Brief:
Establish how many lines below contain the string "await". Respond with that number alone.

Record set:
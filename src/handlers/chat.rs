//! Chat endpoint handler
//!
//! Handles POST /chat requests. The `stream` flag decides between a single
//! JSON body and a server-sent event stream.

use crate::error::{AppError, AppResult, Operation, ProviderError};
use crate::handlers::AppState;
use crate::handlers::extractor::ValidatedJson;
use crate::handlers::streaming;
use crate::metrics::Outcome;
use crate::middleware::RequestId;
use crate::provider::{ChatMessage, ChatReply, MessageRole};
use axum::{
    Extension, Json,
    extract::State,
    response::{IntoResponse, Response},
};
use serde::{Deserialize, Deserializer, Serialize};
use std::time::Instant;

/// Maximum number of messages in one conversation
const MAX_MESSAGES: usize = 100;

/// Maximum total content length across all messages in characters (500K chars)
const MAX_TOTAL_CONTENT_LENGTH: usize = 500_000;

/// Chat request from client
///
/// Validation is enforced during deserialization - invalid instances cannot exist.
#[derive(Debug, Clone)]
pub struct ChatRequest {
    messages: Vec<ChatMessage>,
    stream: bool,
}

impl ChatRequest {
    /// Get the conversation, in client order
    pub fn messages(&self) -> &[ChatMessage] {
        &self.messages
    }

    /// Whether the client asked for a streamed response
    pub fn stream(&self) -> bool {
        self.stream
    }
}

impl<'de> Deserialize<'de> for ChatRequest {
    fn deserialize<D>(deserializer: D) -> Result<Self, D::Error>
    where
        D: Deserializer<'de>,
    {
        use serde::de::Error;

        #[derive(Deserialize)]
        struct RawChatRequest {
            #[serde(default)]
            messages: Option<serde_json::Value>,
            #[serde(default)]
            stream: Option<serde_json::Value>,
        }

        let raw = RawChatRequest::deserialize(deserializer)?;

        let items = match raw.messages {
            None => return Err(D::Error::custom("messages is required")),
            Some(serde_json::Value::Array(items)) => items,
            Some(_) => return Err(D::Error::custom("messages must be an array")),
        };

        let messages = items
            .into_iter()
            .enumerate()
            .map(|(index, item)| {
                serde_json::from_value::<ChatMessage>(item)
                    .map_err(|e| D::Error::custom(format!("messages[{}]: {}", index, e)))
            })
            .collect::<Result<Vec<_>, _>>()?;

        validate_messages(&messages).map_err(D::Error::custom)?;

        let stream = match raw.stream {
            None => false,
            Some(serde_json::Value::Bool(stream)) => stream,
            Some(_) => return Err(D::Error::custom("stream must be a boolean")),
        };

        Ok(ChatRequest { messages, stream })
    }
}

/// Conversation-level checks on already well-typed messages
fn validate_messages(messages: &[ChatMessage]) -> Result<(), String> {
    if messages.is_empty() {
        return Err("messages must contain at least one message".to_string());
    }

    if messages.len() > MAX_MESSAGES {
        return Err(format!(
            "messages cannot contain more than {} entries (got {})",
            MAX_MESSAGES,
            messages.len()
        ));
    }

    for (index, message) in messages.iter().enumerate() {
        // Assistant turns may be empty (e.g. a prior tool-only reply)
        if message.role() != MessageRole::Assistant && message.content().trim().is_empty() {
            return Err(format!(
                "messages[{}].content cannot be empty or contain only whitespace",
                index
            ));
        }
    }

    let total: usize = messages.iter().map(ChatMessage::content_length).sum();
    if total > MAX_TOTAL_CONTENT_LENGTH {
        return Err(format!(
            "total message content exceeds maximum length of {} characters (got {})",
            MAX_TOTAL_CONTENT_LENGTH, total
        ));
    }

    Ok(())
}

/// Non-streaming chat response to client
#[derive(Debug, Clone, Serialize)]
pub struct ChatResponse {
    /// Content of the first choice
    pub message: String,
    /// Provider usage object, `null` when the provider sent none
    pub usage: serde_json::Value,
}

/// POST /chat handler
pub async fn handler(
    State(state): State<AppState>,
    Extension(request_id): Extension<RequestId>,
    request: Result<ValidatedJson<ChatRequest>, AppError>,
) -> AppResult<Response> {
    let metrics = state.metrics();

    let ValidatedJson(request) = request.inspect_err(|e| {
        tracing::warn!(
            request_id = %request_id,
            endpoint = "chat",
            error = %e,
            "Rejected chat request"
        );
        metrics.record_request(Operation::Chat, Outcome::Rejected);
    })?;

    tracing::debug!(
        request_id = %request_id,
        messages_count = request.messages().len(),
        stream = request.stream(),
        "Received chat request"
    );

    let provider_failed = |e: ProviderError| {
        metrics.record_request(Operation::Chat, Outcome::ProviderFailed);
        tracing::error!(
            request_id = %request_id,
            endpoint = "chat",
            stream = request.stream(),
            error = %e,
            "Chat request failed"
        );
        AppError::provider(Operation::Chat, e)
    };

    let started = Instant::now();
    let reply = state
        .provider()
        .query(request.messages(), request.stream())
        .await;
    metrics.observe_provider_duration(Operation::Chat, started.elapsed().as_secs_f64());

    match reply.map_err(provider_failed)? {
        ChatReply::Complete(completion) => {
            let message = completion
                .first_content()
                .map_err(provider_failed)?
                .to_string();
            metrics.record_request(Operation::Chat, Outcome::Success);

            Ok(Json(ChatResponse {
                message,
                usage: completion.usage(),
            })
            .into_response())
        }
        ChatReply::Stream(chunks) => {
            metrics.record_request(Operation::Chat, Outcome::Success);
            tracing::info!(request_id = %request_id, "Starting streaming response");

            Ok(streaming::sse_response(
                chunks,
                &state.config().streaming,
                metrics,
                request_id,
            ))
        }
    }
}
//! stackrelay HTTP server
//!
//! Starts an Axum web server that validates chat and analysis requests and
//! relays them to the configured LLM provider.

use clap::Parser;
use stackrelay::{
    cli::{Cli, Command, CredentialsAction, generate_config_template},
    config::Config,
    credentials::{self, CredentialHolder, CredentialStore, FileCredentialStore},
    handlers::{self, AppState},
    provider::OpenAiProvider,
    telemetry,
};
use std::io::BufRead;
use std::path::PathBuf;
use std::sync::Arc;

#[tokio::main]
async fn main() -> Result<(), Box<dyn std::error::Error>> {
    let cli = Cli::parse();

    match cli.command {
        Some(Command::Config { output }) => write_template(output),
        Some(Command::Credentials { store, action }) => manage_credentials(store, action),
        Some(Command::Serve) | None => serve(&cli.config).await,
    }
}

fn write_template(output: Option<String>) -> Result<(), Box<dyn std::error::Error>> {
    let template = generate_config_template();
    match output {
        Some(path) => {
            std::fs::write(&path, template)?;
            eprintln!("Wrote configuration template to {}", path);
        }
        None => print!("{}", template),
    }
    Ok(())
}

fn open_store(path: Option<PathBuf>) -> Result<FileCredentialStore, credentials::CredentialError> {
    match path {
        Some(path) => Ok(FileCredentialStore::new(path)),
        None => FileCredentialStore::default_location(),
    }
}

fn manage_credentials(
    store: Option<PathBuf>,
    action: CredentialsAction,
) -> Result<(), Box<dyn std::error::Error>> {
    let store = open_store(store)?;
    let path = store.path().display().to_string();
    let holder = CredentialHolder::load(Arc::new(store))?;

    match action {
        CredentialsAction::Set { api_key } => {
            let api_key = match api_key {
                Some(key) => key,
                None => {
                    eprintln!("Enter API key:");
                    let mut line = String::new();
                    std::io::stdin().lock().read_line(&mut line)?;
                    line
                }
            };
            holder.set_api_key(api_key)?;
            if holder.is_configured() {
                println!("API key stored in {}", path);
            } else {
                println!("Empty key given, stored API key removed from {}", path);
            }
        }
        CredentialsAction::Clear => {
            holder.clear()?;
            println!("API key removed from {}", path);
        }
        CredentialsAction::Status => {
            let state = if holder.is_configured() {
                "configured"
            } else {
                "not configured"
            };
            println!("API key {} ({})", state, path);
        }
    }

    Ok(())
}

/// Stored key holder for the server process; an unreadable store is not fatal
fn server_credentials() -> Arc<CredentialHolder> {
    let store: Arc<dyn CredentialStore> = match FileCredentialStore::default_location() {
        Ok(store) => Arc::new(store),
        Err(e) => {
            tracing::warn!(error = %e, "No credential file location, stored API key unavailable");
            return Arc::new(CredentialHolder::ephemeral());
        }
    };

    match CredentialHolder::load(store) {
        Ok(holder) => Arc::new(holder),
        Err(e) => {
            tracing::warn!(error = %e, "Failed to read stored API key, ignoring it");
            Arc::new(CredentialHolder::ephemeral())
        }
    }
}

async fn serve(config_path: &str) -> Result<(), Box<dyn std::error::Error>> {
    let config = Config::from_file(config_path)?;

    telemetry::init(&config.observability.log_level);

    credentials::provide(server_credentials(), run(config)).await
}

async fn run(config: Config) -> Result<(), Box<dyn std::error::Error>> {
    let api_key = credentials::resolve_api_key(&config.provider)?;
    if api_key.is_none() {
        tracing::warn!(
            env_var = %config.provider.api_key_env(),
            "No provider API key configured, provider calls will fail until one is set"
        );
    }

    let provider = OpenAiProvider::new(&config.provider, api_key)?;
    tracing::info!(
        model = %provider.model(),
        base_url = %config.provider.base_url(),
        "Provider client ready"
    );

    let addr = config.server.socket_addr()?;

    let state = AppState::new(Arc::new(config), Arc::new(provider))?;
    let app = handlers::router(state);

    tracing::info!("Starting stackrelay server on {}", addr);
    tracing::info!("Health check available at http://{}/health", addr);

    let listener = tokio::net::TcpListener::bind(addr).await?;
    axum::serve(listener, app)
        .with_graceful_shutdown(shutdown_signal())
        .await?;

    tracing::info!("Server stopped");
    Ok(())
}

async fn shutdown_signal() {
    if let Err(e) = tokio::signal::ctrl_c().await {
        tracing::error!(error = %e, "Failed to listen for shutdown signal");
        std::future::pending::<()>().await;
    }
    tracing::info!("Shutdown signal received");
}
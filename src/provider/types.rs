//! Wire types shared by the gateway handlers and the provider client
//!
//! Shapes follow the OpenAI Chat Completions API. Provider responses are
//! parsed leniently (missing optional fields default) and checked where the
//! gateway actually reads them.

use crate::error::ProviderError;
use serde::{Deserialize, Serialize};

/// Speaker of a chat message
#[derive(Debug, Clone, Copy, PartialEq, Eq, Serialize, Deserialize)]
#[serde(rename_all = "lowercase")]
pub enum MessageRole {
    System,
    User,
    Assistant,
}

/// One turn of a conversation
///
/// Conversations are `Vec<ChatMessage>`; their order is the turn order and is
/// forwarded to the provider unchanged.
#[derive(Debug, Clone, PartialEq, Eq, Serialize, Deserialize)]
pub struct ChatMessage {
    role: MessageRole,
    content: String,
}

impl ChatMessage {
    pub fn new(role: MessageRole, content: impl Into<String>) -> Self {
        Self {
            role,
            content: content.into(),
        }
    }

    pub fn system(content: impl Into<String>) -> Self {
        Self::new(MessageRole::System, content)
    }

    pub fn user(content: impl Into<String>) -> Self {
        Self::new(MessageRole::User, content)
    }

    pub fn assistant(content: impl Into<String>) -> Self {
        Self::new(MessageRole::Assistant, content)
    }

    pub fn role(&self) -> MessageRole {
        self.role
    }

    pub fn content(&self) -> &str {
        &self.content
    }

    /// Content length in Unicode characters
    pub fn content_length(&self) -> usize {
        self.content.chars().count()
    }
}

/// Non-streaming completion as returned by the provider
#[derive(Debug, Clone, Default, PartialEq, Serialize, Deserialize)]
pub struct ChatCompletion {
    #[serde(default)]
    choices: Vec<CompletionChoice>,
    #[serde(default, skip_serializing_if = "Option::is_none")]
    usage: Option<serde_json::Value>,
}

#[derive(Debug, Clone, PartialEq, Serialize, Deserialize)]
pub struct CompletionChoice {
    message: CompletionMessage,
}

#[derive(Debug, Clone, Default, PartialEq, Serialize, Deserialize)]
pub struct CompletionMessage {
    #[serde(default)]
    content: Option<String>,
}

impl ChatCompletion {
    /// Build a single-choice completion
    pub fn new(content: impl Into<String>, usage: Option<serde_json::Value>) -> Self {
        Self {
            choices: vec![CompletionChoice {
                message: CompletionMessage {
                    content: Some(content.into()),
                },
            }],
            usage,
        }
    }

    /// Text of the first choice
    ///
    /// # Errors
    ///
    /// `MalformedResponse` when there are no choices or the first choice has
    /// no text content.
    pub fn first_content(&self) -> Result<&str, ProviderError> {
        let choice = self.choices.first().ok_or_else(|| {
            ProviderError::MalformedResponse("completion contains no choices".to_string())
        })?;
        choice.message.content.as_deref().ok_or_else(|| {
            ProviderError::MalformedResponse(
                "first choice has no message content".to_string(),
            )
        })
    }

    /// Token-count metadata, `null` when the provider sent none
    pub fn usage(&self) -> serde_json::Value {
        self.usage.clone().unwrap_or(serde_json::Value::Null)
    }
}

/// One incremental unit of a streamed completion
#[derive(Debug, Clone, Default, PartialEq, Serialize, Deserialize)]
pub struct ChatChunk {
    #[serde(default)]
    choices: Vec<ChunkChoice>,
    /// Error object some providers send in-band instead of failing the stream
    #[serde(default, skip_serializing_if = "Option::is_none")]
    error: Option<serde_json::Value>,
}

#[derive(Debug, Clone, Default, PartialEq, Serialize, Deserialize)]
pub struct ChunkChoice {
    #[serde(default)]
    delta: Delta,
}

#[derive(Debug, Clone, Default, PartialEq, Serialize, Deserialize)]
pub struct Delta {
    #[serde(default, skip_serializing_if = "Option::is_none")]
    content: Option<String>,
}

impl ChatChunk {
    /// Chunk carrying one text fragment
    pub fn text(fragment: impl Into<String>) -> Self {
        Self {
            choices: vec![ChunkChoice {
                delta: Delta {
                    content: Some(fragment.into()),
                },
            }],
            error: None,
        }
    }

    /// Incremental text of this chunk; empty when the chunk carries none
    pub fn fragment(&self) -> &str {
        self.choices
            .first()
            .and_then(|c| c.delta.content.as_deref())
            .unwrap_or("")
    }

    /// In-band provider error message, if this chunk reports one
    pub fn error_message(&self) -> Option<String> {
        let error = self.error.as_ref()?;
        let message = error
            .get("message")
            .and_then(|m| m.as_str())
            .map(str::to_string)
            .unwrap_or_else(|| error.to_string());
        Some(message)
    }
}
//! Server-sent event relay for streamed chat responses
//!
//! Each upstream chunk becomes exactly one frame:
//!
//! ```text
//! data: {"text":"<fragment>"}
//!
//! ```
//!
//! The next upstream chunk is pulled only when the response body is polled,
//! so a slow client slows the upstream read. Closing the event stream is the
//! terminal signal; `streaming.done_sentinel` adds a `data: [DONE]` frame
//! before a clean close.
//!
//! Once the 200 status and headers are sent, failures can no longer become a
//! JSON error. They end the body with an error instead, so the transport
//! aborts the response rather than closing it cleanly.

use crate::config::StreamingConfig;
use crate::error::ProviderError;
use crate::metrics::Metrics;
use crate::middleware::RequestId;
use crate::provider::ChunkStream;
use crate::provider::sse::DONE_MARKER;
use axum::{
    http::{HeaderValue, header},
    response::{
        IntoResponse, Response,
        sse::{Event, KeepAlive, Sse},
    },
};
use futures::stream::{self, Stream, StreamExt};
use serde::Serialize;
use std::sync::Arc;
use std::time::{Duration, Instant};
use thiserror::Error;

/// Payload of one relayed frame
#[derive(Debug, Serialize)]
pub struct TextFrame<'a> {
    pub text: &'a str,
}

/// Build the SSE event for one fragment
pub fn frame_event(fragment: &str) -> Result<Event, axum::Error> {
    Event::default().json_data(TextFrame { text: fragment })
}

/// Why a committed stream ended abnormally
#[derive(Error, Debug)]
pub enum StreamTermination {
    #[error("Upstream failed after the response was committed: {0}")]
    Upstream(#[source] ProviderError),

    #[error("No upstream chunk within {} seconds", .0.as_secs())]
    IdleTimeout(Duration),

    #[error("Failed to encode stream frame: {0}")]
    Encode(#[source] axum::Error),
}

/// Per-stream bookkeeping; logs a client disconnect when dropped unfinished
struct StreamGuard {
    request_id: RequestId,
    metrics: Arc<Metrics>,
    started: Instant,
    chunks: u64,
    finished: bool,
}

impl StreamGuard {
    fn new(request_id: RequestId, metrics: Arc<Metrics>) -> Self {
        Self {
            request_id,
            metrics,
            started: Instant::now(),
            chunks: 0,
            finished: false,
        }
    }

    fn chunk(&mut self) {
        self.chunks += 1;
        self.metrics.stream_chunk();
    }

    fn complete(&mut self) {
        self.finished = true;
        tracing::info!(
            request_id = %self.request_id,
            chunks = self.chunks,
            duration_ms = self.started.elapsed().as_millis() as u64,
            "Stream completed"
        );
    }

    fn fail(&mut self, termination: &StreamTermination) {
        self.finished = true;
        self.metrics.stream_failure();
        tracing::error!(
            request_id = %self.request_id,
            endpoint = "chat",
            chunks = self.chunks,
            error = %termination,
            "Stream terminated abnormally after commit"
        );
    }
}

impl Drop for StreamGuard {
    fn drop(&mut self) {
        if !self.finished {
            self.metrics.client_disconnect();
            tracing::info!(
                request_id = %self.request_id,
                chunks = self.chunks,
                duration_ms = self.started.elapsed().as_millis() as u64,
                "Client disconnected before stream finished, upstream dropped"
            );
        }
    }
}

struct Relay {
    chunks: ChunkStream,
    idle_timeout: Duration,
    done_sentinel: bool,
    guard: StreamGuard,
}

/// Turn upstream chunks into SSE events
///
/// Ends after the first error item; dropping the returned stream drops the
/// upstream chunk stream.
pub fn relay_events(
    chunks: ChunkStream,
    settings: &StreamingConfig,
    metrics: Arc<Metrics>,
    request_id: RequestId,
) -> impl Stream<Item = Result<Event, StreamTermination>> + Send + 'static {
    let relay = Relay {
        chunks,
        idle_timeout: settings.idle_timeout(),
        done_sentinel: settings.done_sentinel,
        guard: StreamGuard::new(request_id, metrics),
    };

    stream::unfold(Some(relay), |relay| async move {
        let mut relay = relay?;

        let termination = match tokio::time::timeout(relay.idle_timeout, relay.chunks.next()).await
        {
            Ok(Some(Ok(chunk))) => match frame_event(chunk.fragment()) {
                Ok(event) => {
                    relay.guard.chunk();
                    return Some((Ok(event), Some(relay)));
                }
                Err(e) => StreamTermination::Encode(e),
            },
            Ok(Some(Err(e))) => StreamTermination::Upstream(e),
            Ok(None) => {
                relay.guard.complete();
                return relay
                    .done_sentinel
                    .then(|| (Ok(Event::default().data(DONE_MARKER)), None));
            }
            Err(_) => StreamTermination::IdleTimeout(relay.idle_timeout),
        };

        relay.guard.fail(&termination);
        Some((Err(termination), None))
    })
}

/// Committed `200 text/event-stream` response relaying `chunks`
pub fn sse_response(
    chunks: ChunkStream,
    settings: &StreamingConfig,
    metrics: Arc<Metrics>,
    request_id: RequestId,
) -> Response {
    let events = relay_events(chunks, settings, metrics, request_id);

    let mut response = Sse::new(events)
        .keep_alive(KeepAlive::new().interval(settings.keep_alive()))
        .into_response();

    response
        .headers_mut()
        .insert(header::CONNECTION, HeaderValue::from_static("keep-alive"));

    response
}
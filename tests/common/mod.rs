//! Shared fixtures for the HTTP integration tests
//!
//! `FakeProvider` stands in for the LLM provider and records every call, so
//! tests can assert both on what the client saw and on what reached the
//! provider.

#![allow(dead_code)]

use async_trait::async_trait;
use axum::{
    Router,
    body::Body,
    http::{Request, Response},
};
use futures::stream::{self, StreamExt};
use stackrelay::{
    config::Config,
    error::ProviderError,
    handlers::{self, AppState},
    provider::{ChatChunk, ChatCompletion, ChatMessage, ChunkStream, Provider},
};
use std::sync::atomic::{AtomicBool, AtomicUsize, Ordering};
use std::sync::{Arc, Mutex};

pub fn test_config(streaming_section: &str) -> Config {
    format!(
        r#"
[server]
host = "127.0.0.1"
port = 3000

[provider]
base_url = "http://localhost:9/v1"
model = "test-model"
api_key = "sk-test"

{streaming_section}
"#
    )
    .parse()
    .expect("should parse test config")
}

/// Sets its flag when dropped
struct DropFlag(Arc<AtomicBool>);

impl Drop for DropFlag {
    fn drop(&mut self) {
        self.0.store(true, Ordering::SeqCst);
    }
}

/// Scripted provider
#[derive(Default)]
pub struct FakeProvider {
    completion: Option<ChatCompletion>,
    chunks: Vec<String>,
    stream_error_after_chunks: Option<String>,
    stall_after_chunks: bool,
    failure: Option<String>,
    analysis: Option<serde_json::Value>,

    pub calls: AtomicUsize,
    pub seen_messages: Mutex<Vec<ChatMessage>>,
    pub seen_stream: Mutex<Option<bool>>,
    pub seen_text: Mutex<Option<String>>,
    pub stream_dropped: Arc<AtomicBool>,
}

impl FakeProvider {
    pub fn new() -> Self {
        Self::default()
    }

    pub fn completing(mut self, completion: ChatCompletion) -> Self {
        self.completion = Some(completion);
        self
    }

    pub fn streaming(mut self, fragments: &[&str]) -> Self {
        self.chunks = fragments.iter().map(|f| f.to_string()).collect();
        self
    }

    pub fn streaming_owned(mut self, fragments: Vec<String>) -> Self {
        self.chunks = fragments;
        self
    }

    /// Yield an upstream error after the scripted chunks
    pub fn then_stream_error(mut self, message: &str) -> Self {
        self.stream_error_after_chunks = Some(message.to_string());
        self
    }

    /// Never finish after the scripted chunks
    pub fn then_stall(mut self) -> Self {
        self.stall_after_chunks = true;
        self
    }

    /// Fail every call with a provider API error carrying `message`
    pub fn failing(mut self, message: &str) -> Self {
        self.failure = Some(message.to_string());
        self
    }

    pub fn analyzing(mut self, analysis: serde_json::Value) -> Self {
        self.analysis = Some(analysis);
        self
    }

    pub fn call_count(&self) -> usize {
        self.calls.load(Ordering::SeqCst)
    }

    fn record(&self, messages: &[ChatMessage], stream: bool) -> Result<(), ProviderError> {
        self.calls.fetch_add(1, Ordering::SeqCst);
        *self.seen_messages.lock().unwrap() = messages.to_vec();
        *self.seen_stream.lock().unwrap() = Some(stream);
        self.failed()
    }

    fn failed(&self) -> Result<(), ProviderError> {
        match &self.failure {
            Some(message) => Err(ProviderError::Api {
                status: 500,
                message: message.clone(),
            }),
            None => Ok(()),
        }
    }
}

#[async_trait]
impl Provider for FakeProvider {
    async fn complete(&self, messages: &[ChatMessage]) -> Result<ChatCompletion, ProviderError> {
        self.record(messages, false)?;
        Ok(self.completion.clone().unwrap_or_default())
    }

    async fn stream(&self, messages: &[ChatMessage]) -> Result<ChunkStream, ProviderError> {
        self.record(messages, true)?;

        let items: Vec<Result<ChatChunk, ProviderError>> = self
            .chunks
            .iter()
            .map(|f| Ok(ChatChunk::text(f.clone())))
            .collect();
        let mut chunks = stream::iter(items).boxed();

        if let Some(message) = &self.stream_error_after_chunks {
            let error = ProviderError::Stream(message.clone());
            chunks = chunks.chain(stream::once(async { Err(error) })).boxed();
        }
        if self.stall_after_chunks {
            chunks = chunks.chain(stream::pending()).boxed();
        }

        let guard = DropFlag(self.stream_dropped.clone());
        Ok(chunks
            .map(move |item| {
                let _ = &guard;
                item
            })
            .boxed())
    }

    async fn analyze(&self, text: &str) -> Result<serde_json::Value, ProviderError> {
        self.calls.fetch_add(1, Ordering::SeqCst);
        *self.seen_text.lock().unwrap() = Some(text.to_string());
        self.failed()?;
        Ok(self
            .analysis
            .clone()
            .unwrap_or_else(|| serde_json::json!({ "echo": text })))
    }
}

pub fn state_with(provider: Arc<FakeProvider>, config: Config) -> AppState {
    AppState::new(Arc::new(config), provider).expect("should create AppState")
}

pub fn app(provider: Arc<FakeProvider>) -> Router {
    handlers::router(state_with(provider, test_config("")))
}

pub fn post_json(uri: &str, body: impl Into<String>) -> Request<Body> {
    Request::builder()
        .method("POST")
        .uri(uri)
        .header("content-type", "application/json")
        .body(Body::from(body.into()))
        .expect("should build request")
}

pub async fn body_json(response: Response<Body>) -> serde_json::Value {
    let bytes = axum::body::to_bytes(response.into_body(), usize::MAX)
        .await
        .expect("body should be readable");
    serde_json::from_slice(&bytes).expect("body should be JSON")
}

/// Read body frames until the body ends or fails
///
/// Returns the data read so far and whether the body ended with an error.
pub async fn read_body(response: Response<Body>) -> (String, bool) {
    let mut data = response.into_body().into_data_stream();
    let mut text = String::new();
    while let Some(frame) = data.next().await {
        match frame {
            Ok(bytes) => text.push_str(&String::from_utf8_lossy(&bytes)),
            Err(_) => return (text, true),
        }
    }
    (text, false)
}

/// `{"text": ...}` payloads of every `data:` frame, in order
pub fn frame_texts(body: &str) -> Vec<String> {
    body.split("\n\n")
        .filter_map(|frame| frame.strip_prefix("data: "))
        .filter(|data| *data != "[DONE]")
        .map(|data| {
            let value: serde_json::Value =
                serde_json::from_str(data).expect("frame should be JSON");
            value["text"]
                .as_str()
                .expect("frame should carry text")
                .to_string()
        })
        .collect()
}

Reply to the task:
10